With a week to go before the Rio Paralympics, new research from the English Federation of Disability Sport (EFDS) has shown the public’s desire to see more disability sport in the media. With many media channels set to cover elite disability sport at the Rio Paralympics, the report flags the importance of coverage beyond the Games and on a par with non-disabled people in sport. To support journalists and those who provide news content on disabled people in sport, EFDS is also releasing a better practice Guide to accompany the research.
To produce the Media Research Report, EFDS commissioned ComRes, who spoke to disabled people, non-disabled people and sports journalists from local, national and specialist outlets. As well as benchmarking media’s current portrayal of disabled people in sport, it assesses opinions on disability sport news. The key findings show:
- The way the media reports on disabled people in sport has a societal impact and has wider effects on people’s perceptions of disability.
- Despite the notable improvement in reporting since London 2012, disabled and non-disabled people want to see more disability sport coverage and parity with non-disabled people in sport.
- There needs to be long-term efforts to improve the media coverage in-between Paralympic years to have a lasting impact for all disabled people in sport. While this is a high profile year for disability sport, there is an opportunity to shape coverage beyond the Paralympics.

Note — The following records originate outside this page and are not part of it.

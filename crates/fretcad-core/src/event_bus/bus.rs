//! Event Bus implementation.
//!
//! Provides the [`EventBus`] struct and a lazily created global instance.

use std::collections::VecDeque;
use std::sync::{Arc, OnceLock};
use tokio::sync::broadcast;
use uuid::Uuid;

use super::events::{AppEvent, EventCategory};
use crate::types::{thread_safe_rw, thread_safe_rw_map, ThreadSafeRw, ThreadSafeRwMap};

/// Subscription handle for unsubscribing from events
#[derive(Debug, Clone, Copy, PartialEq, Eq, Hash)]
pub struct SubscriptionId(Uuid);

impl SubscriptionId {
    fn new() -> Self {
        Self(Uuid::new_v4())
    }
}

impl std::fmt::Display for SubscriptionId {
    fn fmt(&self, f: &mut std::fmt::Formatter<'_>) -> std::fmt::Result {
        write!(f, "Sub({})", &self.0.simple().to_string()[..8])
    }
}

/// Filter to receive only specific event types
#[derive(Debug, Clone, Default)]
pub enum EventFilter {
    /// Receive all events.
    #[default]
    All,
    /// Receive events matching any of these categories.
    Categories(Vec<EventCategory>),
    /// Receive only events that require a repaint.
    Redraw,
}

impl EventFilter {
    /// Check if an event matches this filter
    pub fn matches(&self, event: &AppEvent) -> bool {
        match self {
            EventFilter::All => true,
            EventFilter::Categories(categories) => categories.contains(&event.category()),
            EventFilter::Redraw => event.requires_redraw(),
        }
    }
}

type EventHandler = Arc<dyn Fn(&AppEvent) + Send + Sync>;

/// Configuration for the event bus
#[derive(Debug, Clone)]
pub struct EventBusConfig {
    /// Channel capacity for broadcast.
    pub channel_capacity: usize,
    /// Whether to keep event history.
    pub enable_history: bool,
    /// Maximum number of events to retain in history.
    pub max_history_size: usize,
}

impl Default for EventBusConfig {
    fn default() -> Self {
        Self {
            channel_capacity: 256,
            enable_history: false,
            max_history_size: 500,
        }
    }
}

/// Central event bus for application-wide event distribution
pub struct EventBus {
    sender: broadcast::Sender<AppEvent>,
    handlers: ThreadSafeRwMap<SubscriptionId, (EventFilter, EventHandler)>,
    history: ThreadSafeRw<VecDeque<AppEvent>>,
    config: EventBusConfig,
}

impl EventBus {
    /// Create a new event bus with default configuration
    pub fn new() -> Self {
        Self::with_config(EventBusConfig::default())
    }

    /// Create a new event bus with custom configuration
    pub fn with_config(config: EventBusConfig) -> Self {
        let (sender, _) = broadcast::channel(config.channel_capacity.max(1));
        Self {
            sender,
            handlers: thread_safe_rw_map(),
            history: thread_safe_rw(VecDeque::new()),
            config,
        }
    }

    /// Publish an event to all matching subscribers.
    ///
    /// Returns how many handlers and async receivers saw the event. Having
    /// nobody listening is not an error: a headless canvas publishes into the
    /// void.
    pub fn publish(&self, event: AppEvent) -> usize {
        tracing::trace!(category = %event.category(), "{}", event.description());

        if self.config.enable_history {
            let mut history = self.history.write();
            history.push_back(event.clone());
            while history.len() > self.config.max_history_size {
                history.pop_front();
            }
        }

        // Handlers are cloned out so a handler may subscribe or unsubscribe
        // without deadlocking on the map.
        let matching: Vec<EventHandler> = self
            .handlers
            .read()
            .values()
            .filter(|(filter, _)| filter.matches(&event))
            .map(|(_, handler)| Arc::clone(handler))
            .collect();
        for handler in &matching {
            handler(&event);
        }

        let receivers = self.sender.send(event).unwrap_or(0);
        matching.len() + receivers
    }

    /// Subscribe to events with a synchronous handler.
    ///
    /// The handler runs on the publishing thread inside the state-changing
    /// call, so it should only schedule work.
    pub fn subscribe<F>(&self, filter: EventFilter, handler: F) -> SubscriptionId
    where
        F: Fn(&AppEvent) + Send + Sync + 'static,
    {
        let id = SubscriptionId::new();
        self.handlers.write().insert(id, (filter, Arc::new(handler)));
        tracing::debug!("Subscription {} added", id);
        id
    }

    /// Get a receiver for async event polling
    pub fn receiver(&self) -> broadcast::Receiver<AppEvent> {
        self.sender.subscribe()
    }

    /// Unsubscribe from events
    ///
    /// Returns true if the subscription was found and removed.
    pub fn unsubscribe(&self, id: SubscriptionId) -> bool {
        let removed = self.handlers.write().remove(&id).is_some();
        if removed {
            tracing::debug!("Subscription {} removed", id);
        }
        removed
    }

    /// Get the number of active subscriptions
    pub fn subscriber_count(&self) -> usize {
        self.handlers.read().len()
    }

    /// Recorded events, oldest first (empty unless history is enabled)
    pub fn history(&self) -> Vec<AppEvent> {
        self.history.read().iter().cloned().collect()
    }

    /// Clear event history
    pub fn clear_history(&self) {
        self.history.write().clear();
    }

    /// Get the current configuration
    pub fn config(&self) -> &EventBusConfig {
        &self.config
    }
}

impl Default for EventBus {
    fn default() -> Self {
        Self::new()
    }
}

impl std::fmt::Debug for EventBus {
    fn fmt(&self, f: &mut std::fmt::Formatter<'_>) -> std::fmt::Result {
        f.debug_struct("EventBus")
            .field("subscribers", &self.subscriber_count())
            .field("config", &self.config)
            .finish()
    }
}

static EVENT_BUS: OnceLock<Arc<EventBus>> = OnceLock::new();

/// Get or initialize the global event bus
pub fn event_bus() -> Arc<EventBus> {
    Arc::clone(EVENT_BUS.get_or_init(|| Arc::new(EventBus::new())))
}

/// Initialize the global event bus with custom configuration
///
/// Must be called before any call to [`event_bus`]. Returns the rejected
/// configuration if the bus already exists.
pub fn init_event_bus(config: EventBusConfig) -> Result<(), EventBusConfig> {
    EVENT_BUS
        .set(Arc::new(EventBus::with_config(config)))
        .map_err(|rejected| rejected.config.clone())
}

/// Convenience macro to publish an event to the global event bus
#[macro_export]
macro_rules! emit {
    ($event:expr) => {
        $crate::event_bus::event_bus().publish($event)
    };
}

- Journalists and sports providers need more support and guidance on appropriate reporting.
For journalists and news providers, there were some key messages:
- A number of groups can contribute to improving media coverage of disability sport and play an active role. They include journalists, news providers, National Governing Bodies of sport, sports clubs and ambassadors.
- Priorities should be to:
- Focus on achievement rather than disability
- Avoid overly using terms such as “inspirational”
- Clearly explain classification systems, recognising disability, but not dwelling on it
- Use higher quality images, especially for local events.
The accompanying Guide supports journalists and sports providers to produce news content on disabled people in sport. It explores six areas- tailoring content, story type, style and placement, language, media formats and ambassadors.
Last week (25 August), EFDS and ComRes hosted an exclusive event for journalists and key stakeholders in sport. Those present included BBC, Sky Sports News and Sport England. The hosts presented the findings, followed by a panel discussion including David Walker, Sports Editor at the Daily Mirror and Tim Hollingsworth, the British Paralympic Association’s Chief Executive.